A former elected member of Mayo County Council has starkly revealed the frustrations involved in tackling the housing crisis in the county.

Senator Mark Duffy said before entering the Oireachtas, he spent the past six years working councillors across the county to improve housing supply.

The Ballina-based representative explained: "At every opportunity, we have tried to zone land, empower developers and build homes in our towns, villages and constituencies.

"At county development plan level, we were told to wait for a local area plan.

"I sat on the Northern and Western Regional Assembly and, again, at assembly level, we were told to wait for the local area plan.

"The assembly identified that Mayo was only meeting 30% of its housing output target.

"It was a drastically lower number than it had set its sights on."

Senator Duffy said the full agreement of all six councillors in the Ballina Municipal District was achieved in respect of zoning land for housing..

"We had agreement among planners and the plan went forward to the Minister and the Office of the Planning Regulator.

"This was only a couple weeks ago. Unfortunately, all recommendations that were brought forward on this local area plan were rejected and refused, and the original proposal remained.

"On a local area plan level, councillors are trying their best to deliver, unlock and empower landowners who are ready to break ground.

"Two parcels of land were zoned residential but have now been dezoned.

"One has a live planning application for 90 houses, which will now be refused by An Bord Pleanála because the land has unfortunately been dezoned.

"It is a bizarre scenario, considering the lands that were dezoned were within walking distance of schools and shops, and more central than other housing estate developments.

"Can the Minister for Housing James Browne send a ministerial directive order to zone residential lands where there is capacity with wastewater treatment, the infrastructure in place in relation to lighting, footpaths and broadband, and the full political will at a local level?

"Can he send a mistrial directive regarding land that was already zoned residential, with the full support of the local area plan and the county development plan?

"Is it possible and within his gift to reconsider rezoning this land residential so we can begin to meet the existing needs and demands?

"That is only one element of a much broader challenge that the Minister has.

"We all want Minister Browne to succeed and we all want to work together on this.

"It is a real pinch point and sore point for my constituency when we have, in one town alone, more than 500 people on the social housing list and almost 800 people who have identified a desire for affordable homes.

"Yet, in Mayo, only five affordable houses were delivered in Westport as part of a 50-house social housing project.

"There are big challenges but there are also big opportunities.

"I welcome the proposal on modular developments in back gardens, if that is brought through and legislated for.

"It is not a one-size-fits-all scenario, but we need to empower families, homeowners and property owners who want to be part of the solution, and give people autonomy and independence.

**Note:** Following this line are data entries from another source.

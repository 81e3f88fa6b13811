use serde::{Deserialize, Serialize};

use crate::model::directive::Directive;

#[derive(Debug, Clone, PartialEq, Eq, Serialize, Deserialize)]
pub enum DirectiveOutcome {
    Applied,
    Rejected { reason: String },
    Deferred { reason: String },
}

impl DirectiveOutcome {
    pub fn is_applied(&self) -> bool {
        matches!(self, DirectiveOutcome::Applied)
    }
}

#[derive(Debug, Clone, PartialEq, Eq, Serialize, Deserialize)]
pub struct DirectiveApplication {
    pub directive: Directive,
    pub outcome: DirectiveOutcome,
}

#[derive(Debug, Clone, Default, PartialEq, Eq, Serialize, Deserialize)]
pub struct DirectiveReport {
    pub applications: Vec<DirectiveApplication>,
}

impl DirectiveReport {
    pub fn summary_lines(&self) -> Vec<String> {
        self.applications
            .iter()
            .map(|a| match &a.outcome {
                DirectiveOutcome::Applied => format!("✔ Applied: {}", a.directive.short_name()),
                DirectiveOutcome::Rejected { reason } => {
                    format!("❌ Rejected: {} ({})", a.directive.short_name(), reason)
                }
                DirectiveOutcome::Deferred { reason } => {
                    format!("⚠ Deferred: {} ({})", a.directive.short_name(), reason)
                }
            })
            .collect()
    }
}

"We have a brilliant modular home developer in County Mayo, namely, Big Red Barn, which creates fabulous, affordable A-rated homes and can help unlock that in back gardens.

"I would like for the Oireachtas to empower local authorities - whether it is empowering the councillors on zoning, empowering the councillors to use compulsory purchase order on people who are sitting on brownfield and derelict sites, speculating as the crisis further deepens, or empowering councillors as regards making compulsory sale orders so that local authorities can buy houses from property owners who have derelict or disused vacant properties and immediately get them back on the market."